David Henderson ponders Thomas Piketty and Taylor Swift. Two slices:

Think about how Taylor Swift began her career. She started singing for money as a teenager. Did she steal anyone’s songs? Almost certainly not. People whose songs are stolen tend to object. Once she started making it big, did she steal songs? Again, probably not. What about the people around her whom she hires? Did she stiff them on the pay she promised? Here I’m virtually positive that the answer is no. Why? Because of the $100,000 bonuses she gave her truck drivers at the end of her recent Eras Tour. Someone who does that is highly unlikely to renege on more-normal payments.

How about her voice? That really is her voice. It’s not as if she’s got a prisoner in a basement doing the singing while she lip-syncs.
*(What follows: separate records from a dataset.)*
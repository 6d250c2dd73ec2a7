//! # 图表描述
//!
//! `compose_chart` 把曲线、坐标轴规划和参数组合成不可变的 `ChartSpec`。
//! 所有后端（SVG、位图、EPS、PDF、交互窗口）都只读取这一份描述。
//!
//! ## 样式约定
//! - 底部/左侧为主坐标轴，刻度位置来自 `AxisPlan`，无网格
//! - 顶部/右侧坐标轴只用于封闭边框，无刻度和标签
//! - 图例位于右上角，无边框
//! - 颜色按曲线序号循环取自 SPECTRUM 调色板
//!
//! ## 依赖关系
//! - 被 `chart/mod.rs`, `chart/render.rs`, `chart/viewer.rs` 使用
//! - 使用 `models/` 的 Curve, AxisPlan, ParameterRecord

use crate::error::{PlotspecError, Result};
use crate::models::{AxisPlan, Curve, ParameterRecord};

/// SPECTRUM 调色板：黑、红、蓝、绿、紫、橙、棕
pub const SPECTRUM_PALETTE: [(u8, u8, u8); 7] = [
    (0, 0, 0),
    (228, 26, 28),
    (55, 126, 184),
    (77, 175, 74),
    (152, 78, 163),
    (255, 127, 0),
    (166, 86, 40),
];

/// 第 `index` 条曲线的颜色
pub fn palette_color(index: usize) -> (u8, u8, u8) {
    SPECTRUM_PALETTE[index % SPECTRUM_PALETTE.len()]
}

/// 一条数据系列
#[derive(Debug, Clone, PartialEq)]
pub struct SeriesSpec {
    pub label: String,
    pub color: (u8, u8, u8),
    pub points: Vec<(f64, f64)>,
}

/// 一个主坐标轴
#[derive(Debug, Clone, PartialEq)]
pub struct AxisSpec {
    pub title: String,
    pub min: f64,
    pub max: f64,
    pub ticks: Vec<f64>,
}

impl AxisSpec {
    /// 刻度标签的小数位数，由刻度间距决定
    pub fn tick_decimals(&self) -> usize {
        let step = match self.ticks.as_slice() {
            [a, b, ..] => (b - a).abs(),
            _ => (self.max - self.min).abs(),
        };
        if !(step > 0.0) || !step.is_finite() {
            return 0;
        }
        let magnitude = step.log10().floor();
        if magnitude >= 0.0 {
            0
        } else {
            ((-magnitude) as usize).min(6)
        }
    }

    /// 格式化一个刻度值
    pub fn format_tick(&self, value: f64) -> String {
        // 避免出现 "-0"
        let value = if value.abs() < 1e-12 { 0.0 } else { value };
        format!("{:.*}", self.tick_decimals(), value)
    }
}

/// 固定的版式参数（以 1 倍画布为基准）
#[derive(Debug, Clone, PartialEq)]
pub struct ChartStyle {
    pub width: u32,
    pub height: u32,
    pub background: (u8, u8, u8),
    pub line_width: f64,
    pub axis_title_font: f64,
    pub tick_label_font: f64,
    pub legend_font: f64,
}

impl Default for ChartStyle {
    fn default() -> Self {
        Self {
            width: 1000,
            height: 700,
            background: (255, 255, 255),
            line_width: 2.0,
            axis_title_font: 16.0,
            tick_label_font: 14.0,
            legend_font: 12.0,
        }
    }
}

/// 完整的图表描述
#[derive(Debug, Clone, PartialEq)]
pub struct ChartSpec {
    /// 窗口标题（不绘制在图上）
    pub title: String,
    pub x_axis: AxisSpec,
    pub y_axis: AxisSpec,
    pub series: Vec<SeriesSpec>,
    pub style: ChartStyle,
}

/// 只保留落在坐标范围内的刻度（刻度生成允许略微越过上限）
fn visible_ticks(ticks: &[f64], min: f64, max: f64) -> Vec<f64> {
    let tol = (max - min).abs() * 1e-9;
    ticks
        .iter()
        .copied()
        .filter(|t| *t >= min - tol && *t <= max + tol)
        .collect()
}

/// 组合图表描述
pub fn compose_chart(curves: &[Curve], plan: &AxisPlan, params: &ParameterRecord) -> Result<ChartSpec> {
    let first = curves.first().ok_or(PlotspecError::EmptyChart)?;

    if params.legend_labels.len() != curves.len() {
        return Err(PlotspecError::InvalidConfig(format!(
            "{} legend labels for {} curves",
            params.legend_labels.len(),
            curves.len()
        )));
    }

    let series = curves
        .iter()
        .zip(&params.legend_labels)
        .enumerate()
        .map(|(i, (curve, label))| SeriesSpec {
            label: label.clone(),
            color: palette_color(i),
            points: curve.points().collect(),
        })
        .collect();

    Ok(ChartSpec {
        title: first.title.clone(),
        x_axis: AxisSpec {
            title: first.x_label.clone(),
            min: plan.x_min,
            max: plan.x_max,
            ticks: visible_ticks(&plan.x_ticks, plan.x_min, plan.x_max),
        },
        y_axis: AxisSpec {
            title: first.y_label.clone(),
            min: plan.y_min,
            max: plan.y_max,
            ticks: visible_ticks(&plan.y_ticks, plan.y_min, plan.y_max),
        },
        series,
        style: ChartStyle::default(),
    })
}

#[cfg(test)]
pub(crate) mod tests {
    use super::*;
    use crate::models::{InputSource, OutputFormat, SpectralUnit, SpectrumMode};
    use std::path::PathBuf;

    pub(crate) fn params_with_labels(labels: &[&str]) -> ParameterRecord {
        ParameterRecord {
            mode: SpectrumMode::Absorption,
            unit: SpectralUnit::Nanometer,
            x_start: 200.0,
            x_end: 400.0,
            interval: 1.0,
            fwhm_cm: 4000.0,
            input_sources: labels
                .iter()
                .enumerate()
                .map(|(index, l)| InputSource {
                    index,
                    name: format!("{}.out", l),
                    path: PathBuf::from(format!("{}.out", l)),
                })
                .collect(),
            legend_labels: labels.iter().map(|l| l.to_string()).collect(),
            output_format: OutputFormat::Svg,
            output_name: "spectrum_plot".to_string(),
            interactive: false,
        }
    }

    pub(crate) fn curve(offset: f64) -> Curve {
        Curve {
            x_values: vec![200.0, 300.0, 400.0],
            y_values: vec![offset, offset + 10.0, offset + 5.0],
            x_label: "Wavelength (nm)".to_string(),
            y_label: "Molar Absorptivity (L/(mol·cm))".to_string(),
            title: "Absorption Spectra".to_string(),
        }
    }

    pub(crate) fn plan() -> AxisPlan {
        AxisPlan {
            x_min: 200.0,
            x_max: 400.0,
            y_min: 0.0,
            y_max: 20.0,
            x_ticks: vec![200.0, 250.0, 300.0, 350.0, 400.0],
            y_ticks: vec![0.0, 5.0, 10.0, 15.0, 20.0],
        }
    }

    #[test]
    fn test_palette_cycles() {
        assert_eq!(palette_color(0), (0, 0, 0));
        assert_eq!(palette_color(1), (228, 26, 28));
        assert_eq!(palette_color(7), palette_color(0));
        assert_eq!(palette_color(9), palette_color(2));
    }

    #[test]
    fn test_compose_assigns_labels_and_colors() {
        let curves = vec![curve(0.0), curve(1.0), curve(2.0)];
        let spec = compose_chart(&curves, &plan(), &params_with_labels(&["a", "b", "c"])).unwrap();

        assert_eq!(spec.title, "Absorption Spectra");
        assert_eq!(spec.x_axis.title, "Wavelength (nm)");
        assert_eq!(spec.y_axis.ticks, plan().y_ticks);
        assert_eq!(spec.series.len(), 3);
        assert_eq!(spec.series[1].label, "b");
        assert_eq!(spec.series[2].color, (55, 126, 184));
        assert_eq!(spec.series[0].points[1], (300.0, 10.0));
        assert_eq!(spec.style.width, 1000);
        assert_eq!(spec.style.height, 700);
    }

    #[test]
    fn test_compose_is_deterministic() {
        let curves = vec![curve(0.0), curve(1.0)];
        let params = params_with_labels(&["a", "b"]);
        assert_eq!(
            compose_chart(&curves, &plan(), &params).unwrap(),
            compose_chart(&curves, &plan(), &params).unwrap()
        );
    }

    #[test]
    fn test_compose_rejects_empty_and_mismatch() {
        assert!(matches!(
            compose_chart(&[], &plan(), &params_with_labels(&[])),
            Err(PlotspecError::EmptyChart)
        ));
        assert!(compose_chart(&[curve(0.0)], &plan(), &params_with_labels(&["a", "b"])).is_err());
    }

    #[test]
    fn test_ticks_outside_range_dropped() {
        let mut p = plan();
        p.y_max = 18.0;
        p.y_ticks = vec![0.0, 5.0, 10.0, 15.0, 20.0];
        let spec = compose_chart(&[curve(0.0)], &p, &params_with_labels(&["a"])).unwrap();
        assert_eq!(spec.y_axis.ticks, vec![0.0, 5.0, 10.0, 15.0]);
        assert_eq!(spec.x_axis.ticks, p.x_ticks);
    }

    #[test]
    fn test_tick_formatting() {
        let axis = AxisSpec {
            title: String::new(),
            min: 1.0,
            max: 2.0,
            ticks: vec![1.0, 1.2, 1.4],
        };
        assert_eq!(axis.tick_decimals(), 1);
        assert_eq!(axis.format_tick(1.2), "1.2");

        let axis = AxisSpec {
            title: String::new(),
            min: -20000.0,
            max: 20000.0,
            ticks: vec![-20000.0, -10000.0, 0.0],
        };
        assert_eq!(axis.tick_decimals(), 0);
        assert_eq!(axis.format_tick(-1e-13), "0");
        assert_eq!(axis.format_tick(10000.0), "10000");

        let axis = AxisSpec {
            title: String::new(),
            min: 0.0,
            max: 0.1,
            ticks: vec![0.0, 0.02],
        };
        assert_eq!(axis.tick_decimals(), 2);
    }
}
//! # 高斯谱带模型
//!
//! 每个 (光谱类型, 单位) 组合对应一组固定的高斯谱带。
//! 查表对枚举全积定义：没有物理模型的组合返回 `None`，由调用方报错。
//!
//! ## 依赖关系
//! - 被 `spectrum/synthesizer.rs` 使用

use crate::models::{SpectralUnit, SpectrumMode};

/// 单个高斯谱带 `amplitude · exp(-((x - center) / width)²)`
#[derive(Debug, Clone, Copy, PartialEq)]
pub struct Band {
    /// 带符号振幅（CD 谱带正负交替）
    pub amplitude: f64,
    pub center: f64,
    pub width: f64,
}

impl Band {
    const fn new(amplitude: f64, center: f64, width: f64) -> Self {
        Self {
            amplitude,
            center,
            width,
        }
    }

    /// 在 x 处的取值，`shift` 为整体平移，`factor` 为强度缩放
    pub fn evaluate(&self, x: f64, shift: f64, factor: f64) -> f64 {
        let z = (x - self.center - shift) / self.width;
        factor * self.amplitude * (-z * z).exp()
    }
}

const ABS_NM: &[Band] = &[
    Band::new(15000.0, 280.0, 15.0),
    Band::new(12000.0, 320.0, 20.0),
    Band::new(8000.0, 420.0, 25.0),
    Band::new(5000.0, 520.0, 30.0),
];

const ABS_EV: &[Band] = &[
    Band::new(15000.0, 3.1, 0.15),
    Band::new(12000.0, 3.9, 0.2),
    Band::new(8000.0, 4.4, 0.1),
];

const ABS_CM: &[Band] = &[
    Band::new(15000.0, 25000.0, 2000.0),
    Band::new(12000.0, 31000.0, 1500.0),
    Band::new(8000.0, 35000.0, 1000.0),
];

const EMI_NM: &[Band] = &[
    Band::new(0.9, 350.0, 20.0),
    Band::new(0.7, 450.0, 25.0),
    Band::new(0.5, 550.0, 30.0),
];

const EMI_EV: &[Band] = &[
    Band::new(0.9, 2.8, 0.15),
    Band::new(0.7, 3.2, 0.2),
    Band::new(0.5, 3.6, 0.1),
];

const CD_NM: &[Band] = &[
    Band::new(50.0, 260.0, 15.0),
    Band::new(-40.0, 300.0, 20.0),
    Band::new(30.0, 340.0, 18.0),
    Band::new(-20.0, 380.0, 25.0),
];

const CD_EV: &[Band] = &[
    Band::new(50.0, 4.0, 0.15),
    Band::new(-40.0, 3.5, 0.2),
    Band::new(30.0, 3.0, 0.18),
];

/// 查找谱带模型
pub fn band_model(mode: SpectrumMode, unit: SpectralUnit) -> Option<&'static [Band]> {
    use SpectralUnit::*;
    use SpectrumMode::*;

    match (mode, unit) {
        (Absorption, Nanometer) => Some(ABS_NM),
        (Absorption, ElectronVolt) => Some(ABS_EV),
        (Absorption, Wavenumber) => Some(ABS_CM),
        (Emission, Nanometer) => Some(EMI_NM),
        (Emission, ElectronVolt) => Some(EMI_EV),
        (Emission, Wavenumber) => None,
        (CircularDichroism | CircularDichroismLinear, Nanometer) => Some(CD_NM),
        (CircularDichroism | CircularDichroismLinear, ElectronVolt) => Some(CD_EV),
        (CircularDichroism | CircularDichroismLinear, Wavenumber) => None,
    }
}

/// 每个输入源的峰位平移量按单位缩放（以 nm 为基准）
pub fn scale_shift(shift_nm: f64, unit: SpectralUnit) -> f64 {
    match unit {
        SpectralUnit::Nanometer => shift_nm,
        SpectralUnit::ElectronVolt => shift_nm / 1000.0,
        SpectralUnit::Wavenumber => shift_nm * 100.0,
    }
}
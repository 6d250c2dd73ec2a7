//! # plotspec - 合成光谱绘图工具
//!
//! 根据配置文件为每个输入文件合成一条吸收、发射或圆二色光谱，
//! 在共享坐标轴上绘制并导出为 SVG、PNG、JPEG、EPS 或 PDF。
//!
//! ## 依赖关系
//! ```text
//! main.rs
//!   ├── cli/        (命令行参数定义)
//!   ├── commands/   (运行流程)
//!   │     ├── sources/   (输入源解析)
//!   │     ├── config/    (配置获取)
//!   │     ├── spectrum/  (光谱合成、坐标轴)
//!   │     ├── chart/     (图表组合与导出)
//!   │     └── models/    (数据模型)
//!   ├── utils/      (工具函数)
//!   └── error.rs    (错误处理)
//! ```

mod chart;
mod cli;
mod commands;
mod config;
mod error;
mod models;
mod sources;
mod spectrum;
mod utils;

use clap::Parser;
use cli::Cli;

fn main() {
    // Initialize colored output for Windows compatibility
    #[cfg(windows)]
    colored::control::set_virtual_terminal(true).ok();

    let cli = Cli::parse();

    if let Err(e) = commands::run(cli) {
        utils::output::print_error(&format!("{}", e));
        std::process::exit(1);
    }
}
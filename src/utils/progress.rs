//! # 进度条工具
//!
//! 封装 `indicatif` 提供统一的进度条样式。
//!
//! ## 依赖关系
//! - 被 `commands/plot.rs` 使用
//! - 使用 `indicatif` crate

use indicatif::{ProgressBar, ProgressStyle};

/// 创建标准进度条
pub fn create_progress_bar(len: u64, message: &str) -> ProgressBar {
    let pb = ProgressBar::new(len);
    let style = ProgressStyle::with_template(
        "{spinner:.green} [{elapsed_precise}] [{bar:40.cyan/blue}] {pos}/{len} {msg}",
    )
    .unwrap_or_else(|_| ProgressStyle::default_bar())
    .progress_chars("#>-");
    pb.set_style(style);
    pb.set_message(message.to_string());
    pb
}
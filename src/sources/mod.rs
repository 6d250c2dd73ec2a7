//! # 输入源解析
//!
//! 把命令行给出的名称解析为实际存在的文件。
//! 名称不存在且不以 `.out`/`.log` 结尾时，依次尝试 `<name>.out` 和 `<name>.log`。
//! 只检查文件是否存在，不读取内容。
//!
//! ## 依赖关系
//! - 被 `commands/plot.rs` 调用
//! - 使用 `models/params.rs` 的 InputSource

use crate::error::{PlotspecError, Result};
use crate::models::InputSource;

use std::path::{Path, PathBuf};

/// 自动补全的输出文件扩展名
const OUTPUT_EXTENSIONS: [&str; 2] = ["out", "log"];

/// 解析所有输入源，任一失败则整体失败
pub fn resolve_sources(names: &[String]) -> Result<Vec<InputSource>> {
    if names.is_empty() {
        return Err(PlotspecError::NoInputFiles);
    }

    names
        .iter()
        .enumerate()
        .map(|(index, name)| {
            let path = resolve_path(name)?;
            Ok(InputSource {
                index,
                name: name.clone(),
                path,
            })
        })
        .collect()
}

/// 单个名称 → 文件路径
fn resolve_path(name: &str) -> Result<PathBuf> {
    let given = PathBuf::from(name);
    if given.is_file() {
        return Ok(given);
    }

    if !has_output_extension(&given) {
        for ext in OUTPUT_EXTENSIONS {
            let candidate = PathBuf::from(format!("{}.{}", name, ext));
            if candidate.is_file() {
                return Ok(candidate);
            }
        }
    }

    Err(PlotspecError::InputNotFound {
        path: name.to_string(),
    })
}

fn has_output_extension(path: &Path) -> bool {
    path.extension()
        .and_then(|e| e.to_str())
        .map(|e| OUTPUT_EXTENSIONS.contains(&e))
        .unwrap_or(false)
}

#[cfg(test)]
mod tests {
    use super::*;
    use std::fs;

    fn name_in(dir: &Path, file: &str) -> String {
        dir.join(file).display().to_string()
    }

    #[test]
    fn test_empty_is_error() {
        assert!(matches!(
            resolve_sources(&[]),
            Err(PlotspecError::NoInputFiles)
        ));
    }

    #[test]
    fn test_resolve_existing_and_suffix_fallback() {
        let dir = tempfile::tempdir().unwrap();
        fs::write(dir.path().join("benzene.out"), "").unwrap();
        fs::write(dir.path().join("toluene.log"), "").unwrap();

        let names = vec![
            name_in(dir.path(), "benzene.out"),
            name_in(dir.path(), "toluene"),
        ];
        let sources = resolve_sources(&names).unwrap();

        assert_eq!(sources.len(), 2);
        assert_eq!(sources[0].index, 0);
        assert_eq!(sources[1].index, 1);
        assert_eq!(sources[1].path, dir.path().join("toluene.log"));
        assert_eq!(sources[1].stem(), "toluene");
    }

    #[test]
    fn test_out_preferred_over_log() {
        let dir = tempfile::tempdir().unwrap();
        fs::write(dir.path().join("mol.out"), "").unwrap();
        fs::write(dir.path().join("mol.log"), "").unwrap();

        let sources = resolve_sources(&[name_in(dir.path(), "mol")]).unwrap();
        assert_eq!(sources[0].path, dir.path().join("mol.out"));
    }

    #[test]
    fn test_missing_source_is_fatal() {
        let dir = tempfile::tempdir().unwrap();
        fs::write(dir.path().join("a.out"), "").unwrap();

        let names = vec![name_in(dir.path(), "a.out"), name_in(dir.path(), "b.out")];
        match resolve_sources(&names) {
            Err(PlotspecError::InputNotFound { path }) => assert!(path.ends_with("b.out")),
            other => panic!("expected InputNotFound, got {:?}", other),
        }
    }
}
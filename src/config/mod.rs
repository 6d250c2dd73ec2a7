//! # 配置获取模块
//!
//! 查找并读取 `spectrum_config.toml`，叠加个人覆盖文件、环境变量和命令行选项，
//! 得到最终的 `ParameterRecord`。配置文件只在 `load_parameters` 调用内读取，
//! 不保留任何跨阶段状态。
//!
//! ## 查找顺序
//! 1. `--config <path>` / `SPECTRUM_CONFIG`
//! 2. `./spectrum_config.toml`
//! 3. `$HOME/spectrum_config.toml`
//!
//! 之后若存在 `$HOME/.spectrum_user_config.toml`，其中出现的键覆盖主配置和环境开关。
//!
//! ## 依赖关系
//! - 被 `commands/plot.rs` 调用
//! - 子模块: file, resolve

pub mod file;
pub mod resolve;

pub use file::{ConfigLayers, RawConfig};
pub use resolve::{CliOverrides, EnvOverrides, Resolved};

use crate::error::{PlotspecError, Result};
use crate::models::InputSource;

use std::path::{Path, PathBuf};

/// 主配置文件名
pub const CONFIG_FILE_NAME: &str = "spectrum_config.toml";

/// 个人覆盖配置文件名（位于 home 目录）
pub const USER_CONFIG_FILE_NAME: &str = ".spectrum_user_config.toml";

/// 配置文件定位器
#[derive(Debug, Clone)]
pub struct ConfigLocator {
    /// 当前工作目录
    cwd: PathBuf,
    /// home 目录（可能不存在）
    home: Option<PathBuf>,
}

impl ConfigLocator {
    pub fn new(cwd: PathBuf, home: Option<PathBuf>) -> Self {
        Self { cwd, home }
    }

    /// 使用进程的工作目录和 `$HOME`
    pub fn from_env() -> Self {
        Self {
            cwd: std::env::current_dir().unwrap_or_else(|_| PathBuf::from(".")),
            home: std::env::var_os("HOME").map(PathBuf::from),
        }
    }

    /// 查找主配置文件
    pub fn find_config(&self, explicit: Option<&Path>) -> Result<PathBuf> {
        if let Some(path) = explicit {
            if path.is_file() {
                return Ok(path.to_path_buf());
            }
            return Err(PlotspecError::FileReadError {
                path: path.display().to_string(),
                source: std::io::Error::new(std::io::ErrorKind::NotFound, "config file not found"),
            });
        }

        let local = self.cwd.join(CONFIG_FILE_NAME);
        if local.is_file() {
            return Ok(local);
        }

        if let Some(home) = &self.home {
            let home_config = home.join(CONFIG_FILE_NAME);
            if home_config.is_file() {
                return Ok(home_config);
            }
        }

        Err(PlotspecError::ConfigNotFound)
    }

    /// 个人覆盖配置文件（若存在）
    pub fn user_override(&self) -> Option<PathBuf> {
        self.home
            .as_ref()
            .map(|h| h.join(USER_CONFIG_FILE_NAME))
            .filter(|p| p.is_file())
    }

    /// 读取主配置和个人覆盖，返回各层内容和实际使用的文件列表
    pub fn load_layers(&self, explicit: Option<&Path>) -> Result<(ConfigLayers, Vec<PathBuf>)> {
        let main_path = self.find_config(explicit)?;
        let main = RawConfig::load(&main_path)?;
        let mut used = vec![main_path];

        let user = match self.user_override() {
            Some(user_path) => {
                let user = RawConfig::load(&user_path)?;
                used.push(user_path);
                Some(user)
            }
            None => None,
        };

        Ok((ConfigLayers { main, user }, used))
    }
}

/// 完整配置流程：定位、读取、叠加、解析
pub fn load_parameters(
    locator: &ConfigLocator,
    explicit: Option<&Path>,
    env: EnvOverrides,
    cli: CliOverrides,
    sources: Vec<InputSource>,
) -> Result<(Resolved, Vec<PathBuf>)> {
    let (layers, used) = locator.load_layers(explicit)?;
    let resolved = resolve::resolve(layers, env, cli, sources)?;
    Ok((resolved, used))
}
The bottom line is that Taylor Swift became a billionaire the old-fashioned way: she earned it.

…..

In a free economy, and even in a somewhat-free economy like that of the United States, a large percent of wealthy people’s wealth is gained in mutually agreeable voluntary exchange. Moreover, even though innovators often get very wealthy, most of the value they create is captured by consumers. It is unwise, therefore, to punish wealthy innovators with special taxes on their wealth. The novelists that Thomas Piketty quotes were good novelists. But they are hardly a guide to understanding how wealth is created and how it grows. Nor is Piketty’s book, with its proposed heavy taxes on wealth, a good guide to tax policy.

Eric Boehm sensibly asks: “If semiconductor chip demand is high, why do we need more subsidies?”

Pierre Lemieux riffs on the Gemini incident.

At his Facebook page, Vernon Smith questions the claim that Islam is “a liberal faith.”

Machines simultaneously substitute for, and complement, workers.

Contrary to the accusation of “TakingHayekSeriously,” in my latest AIER essay I do not say or suggest that Hayek did anything other than accept the findings of Milton Friedman and Anna Schwartz. It seems as though “TakingHayekSeriously” mistakes what I describe in paragraph three as the ‘textbook’ view of the typical economist regarding Friedman and Hayek for the actual reality. (The confusion is at least partly my fault, as I describe this textbook view as that of a “knowledgeable economist.” But by “knowledgeable” I meant someone who knows the textbook view rather than someone who is seriously familiar with the works of Hayek and Friedman. Careless wording on my part.)

Here’s Chelsea Follett on “the folly of legislating family sizes.”

Simon Maechling tweets: (HT Humanprogress.org)

Everything you eat has been modified genetically by humans.

Humans have been modifying plants and animals for tens of thousands of years.

We have only recently discovered how to do this a little faster.